**Assigned task:**
Set down, please, without alteration, the lines of the entries below from the first through the one containing "stripped). Unset means".

**Supplied material:**
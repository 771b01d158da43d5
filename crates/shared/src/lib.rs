//! Shared wire types for the dazzler client engine and its servers.

pub mod aspect;
pub mod error;
pub mod models;
pub mod protocol;

pub use aspect::*;
pub use error::*;
pub use models::*;
pub use protocol::*;
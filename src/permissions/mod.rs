//! Permission gate.
//!
//! Decides whether a message may trigger a command:
//!
//! - owners pass everywhere
//! - direct chats pass
//! - groups follow their mode (`public`, `admin`, `private`)
//! - each command adds its own [`Access`] level on top
//!
//! Denials are silent; callers simply do nothing.

mod checker;

pub use checker::{Access, Permissions};
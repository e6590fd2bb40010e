//! Bot core: shared state, event dispatch, sessions and the HTTP surface.

pub mod dispatcher;
pub mod session;
pub mod webhook;

#[cfg(test)]
pub mod testing;

pub use dispatcher::{AppState, Dispatcher, EVENT_QUEUE};
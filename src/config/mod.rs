//! Configuration module.
//!
//! Loads configuration from environment variables (and `.env`).

use std::collections::HashSet;
use std::env;
use std::path::PathBuf;
use std::time::Duration;

use anyhow::{Context, Result};
use url::Url;

use crate::utils::jid::{clean_id, strip_phone_separators};

const DEFAULT_GATEWAY_URL: &str = "http://127.0.0.1:8081";

/// Where paired device records are kept.
#[derive(Debug, Clone, PartialEq, Eq)]
pub enum StoreBackend {
    /// JSON file on local disk.
    File(PathBuf),
    Mongo { uri: String, database: String },
}

impl StoreBackend {
    /// Pick a backend from a `DATABASE_URL` value.
    ///
    /// `mongodb://` and `mongodb+srv://` select MongoDB, anything else is a
    /// file path (an optional `file:` prefix is stripped). Unset means
    /// `sessions.json` in the working directory.
    pub fn from_url(url: Option<&str>, mongo_database: &str) -> Self {
        match url.map(str::trim).filter(|u| !u.is_empty()) {
            Some(u) if u.starts_with("mongodb") => Self::Mongo {
                uri: u.to_string(),
                database: mongo_database.to_string(),
            },
            Some(u) => Self::File(PathBuf::from(u.strip_prefix("file:").unwrap_or(u))),
            None => Self::File(PathBuf::from("sessions.json")),
        }
    }
}

/// Application configuration
#[derive(Debug, Clone)]
pub struct Config {
    // Persistence
    pub store: StoreBackend,

    // Gateway
    pub gateway_url: Url,
    pub gateway_api_key: Option<String>,
    /// Base URL the gateway uses to reach our webhook.
    pub public_url: String,
    pub webhook_secret: Option<String>,
    pub http_port: u16,

    // Identity
    pub bot_name: String,
    pub owner_name: String,
    /// Extra owner numbers, already normalized.
    pub owner_numbers: Vec<String>,

    // Commands
    pub default_prefix: String,
    pub bare_commands: bool,

    // Dispatcher
    pub worker_limit: usize,
    pub handler_timeout: Duration,
    pub pairing_window: Duration,

    // Tools
    pub translate_lang: String,
    pub ffmpeg_path: String,
    pub ytdlp_path: String,
}

impl Default for Config {
    fn default() -> Self {
        Self {
            store: StoreBackend::File(PathBuf::from("sessions.json")),
            gateway_url: Url::parse(DEFAULT_GATEWAY_URL).expect("default gateway URL is valid"),
            gateway_api_key: None,
            public_url: "http://127.0.0.1:8080".to_string(),
            webhook_secret: None,
            http_port: 8080,
            bot_name: "Wabot".to_string(),
            owner_name: "Owner".to_string(),
            owner_numbers: Vec::new(),
            default_prefix: "#".to_string(),
            bare_commands: true,
            worker_limit: 64,
            handler_timeout: Duration::from_secs(300),
            pairing_window: Duration::from_secs(120),
            translate_lang: "ur".to_string(),
            ffmpeg_path: "ffmpeg".to_string(),
            ytdlp_path: "yt-dlp".to_string(),
        }
    }
}

fn var(name: &str) -> Option<String> {
    env::var(name).ok().map(|v| v.trim().to_string()).filter(|v| !v.is_empty())
}

fn parsed<T: std::str::FromStr>(name: &str, default: T) -> Result<T>
where
    T::Err: std::fmt::Display,
{
    match var(name) {
        Some(raw) => raw
            .parse()
            .map_err(|e| anyhow::anyhow!("{name}={raw:?} is invalid: {e}")),
        None => Ok(default),
    }
}

/// Comma-separated owner numbers, normalized and de-duplicated.
pub fn parse_owner_numbers(raw: &str) -> Vec<String> {
    let mut seen = HashSet::new();
    raw.split(',')
        .map(|s| strip_phone_separators(&clean_id(s)))
        .filter(|s| !s.is_empty())
        .filter(|s| seen.insert(s.clone()))
        .collect()
}

impl Config {
    /// Load configuration from environment variables.
    pub fn from_env() -> Result<Self> {
        dotenvy::dotenv().ok();

        let defaults = Self::default();

        let mongo_database = var("MONGODB_DATABASE").unwrap_or_else(|| "wabot".to_string());
        let store = StoreBackend::from_url(var("DATABASE_URL").as_deref(), &mongo_database);

        let gateway_url = match var("GATEWAY_URL") {
            Some(raw) => Url::parse(&raw).with_context(|| format!("GATEWAY_URL={raw:?} is not a URL"))?,
            None => defaults.gateway_url,
        };

        let http_port = parsed("HTTP_PORT", defaults.http_port)?;
        let public_url = var("PUBLIC_URL").unwrap_or_else(|| format!("http://127.0.0.1:{http_port}"));

        let bare_commands = match var("BARE_COMMANDS").map(|v| v.to_lowercase()) {
            Some(v) => matches!(v.as_str(), "1" | "true" | "yes" | "on"),
            None => defaults.bare_commands,
        };

        let worker_limit: usize = parsed("WORKER_LIMIT", defaults.worker_limit)?;
        if worker_limit == 0 {
            anyhow::bail!("WORKER_LIMIT must be at least 1");
        }

        Ok(Self {
            store,
            gateway_url,
            gateway_api_key: var("GATEWAY_API_KEY"),
            public_url: public_url.trim_end_matches('/').to_string(),
            webhook_secret: var("WEBHOOK_SECRET"),
            http_port,
            bot_name: var("BOT_NAME").unwrap_or(defaults.bot_name),
            owner_name: var("OWNER_NAME").unwrap_or(defaults.owner_name),
            owner_numbers: parse_owner_numbers(&var("OWNER_NUMBERS").unwrap_or_default()),
            default_prefix: var("DEFAULT_PREFIX").unwrap_or(defaults.default_prefix),
            bare_commands,
            worker_limit,
            handler_timeout: Duration::from_secs(parsed("HANDLER_TIMEOUT_SECS", 300u64)?),
            pairing_window: Duration::from_secs(parsed("PAIRING_WINDOW_SECS", 120u64)?),
            translate_lang: var("TRANSLATE_LANG").unwrap_or(defaults.translate_lang),
            ffmpeg_path: var("FFMPEG_PATH").unwrap_or(defaults.ffmpeg_path),
            ytdlp_path: var("YTDLP_PATH").unwrap_or(defaults.ytdlp_path),
        })
    }
}

#[cfg(test)]
mod tests {
    use super::*;

    #[test]
    fn test_store_backend_selection() {
        assert_eq!(
            StoreBackend::from_url(None, "wabot"),
            StoreBackend::File(PathBuf::from("sessions.json"))
        );
        assert_eq!(
            StoreBackend::from_url(Some("file:/data/devices.json"), "wabot"),
            StoreBackend::File(PathBuf::from("/data/devices.json"))
        );
        assert_eq!(
            StoreBackend::from_url(Some("mongodb://localhost:27017"), "bots"),
            StoreBackend::Mongo {
                uri: "mongodb://localhost:27017".into(),
                database: "bots".into()
            }
        );
    }

    #[test]
    fn test_parse_owner_numbers() {
        assert_eq!(
            parse_owner_numbers("+923001234567, 923001234567:2@s.whatsapp.net,,441234"),
            vec!["923001234567".to_string(), "441234".to_string()]
        );
        assert!(parse_owner_numbers("").is_empty());
        assert_eq!(
            parse_owner_numbers("923001234567, 441234, +92 300-1234567, (441) 234"),
            vec!["923001234567".to_string(), "441234".to_string()]
        );
    }
}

**Reply to the task:**
repository 771b01d158da43d5
filename crates/shared/src/lib.rs
//! Shared wire types for the dazzler client engine and its servers.

pub mod aspect;
pub mod error;
pub mod models;
pub mod protocol;

pub use aspect::*;
pub use error::*;
pub use models::*;
pub use protocol::*;
filename src/permissions/mod.rs
//! Permission gate.
//!
//! Decides whether a message may trigger a command:
//!
//! - owners pass everywhere
//! - direct chats pass
//! - groups follow their mode (`public`, `admin`, `private`)
//! - each command adds its own [`Access`] level on top
//!
//! Denials are silent; callers simply do nothing.

mod checker;

pub use checker::{Access, Permissions};
repository e6590fd2bb40010e
//! Bot core: shared state, event dispatch, sessions and the HTTP surface.

pub mod dispatcher;
pub mod session;
pub mod webhook;

#[cfg(test)]
pub mod testing;

pub use dispatcher::{AppState, Dispatcher, EVENT_QUEUE};
filename src/config/mod.rs
//! Configuration module.
//!
//! Loads configuration from environment variables (and `.env`).

use std::collections::HashSet;
use std::env;
use std::path::PathBuf;
use std::time::Duration;

use anyhow::{Context, Result};
use url::Url;

use crate::utils::jid::{clean_id, strip_phone_separators};

const DEFAULT_GATEWAY_URL: &str = "http://127.0.0.1:8081";

/// Where paired device records are kept.
#[derive(Debug, Clone, PartialEq, Eq)]
pub enum StoreBackend {
    /// JSON file on local disk.
    File(PathBuf),
    Mongo { uri: String, database: String },
}

impl StoreBackend {
    /// Pick a backend from a `DATABASE_URL` value.
    ///
    /// `mongodb://` and `mongodb+srv://` select MongoDB, anything else is a
    /// file path (an optional `file:` prefix is stripped). Unset means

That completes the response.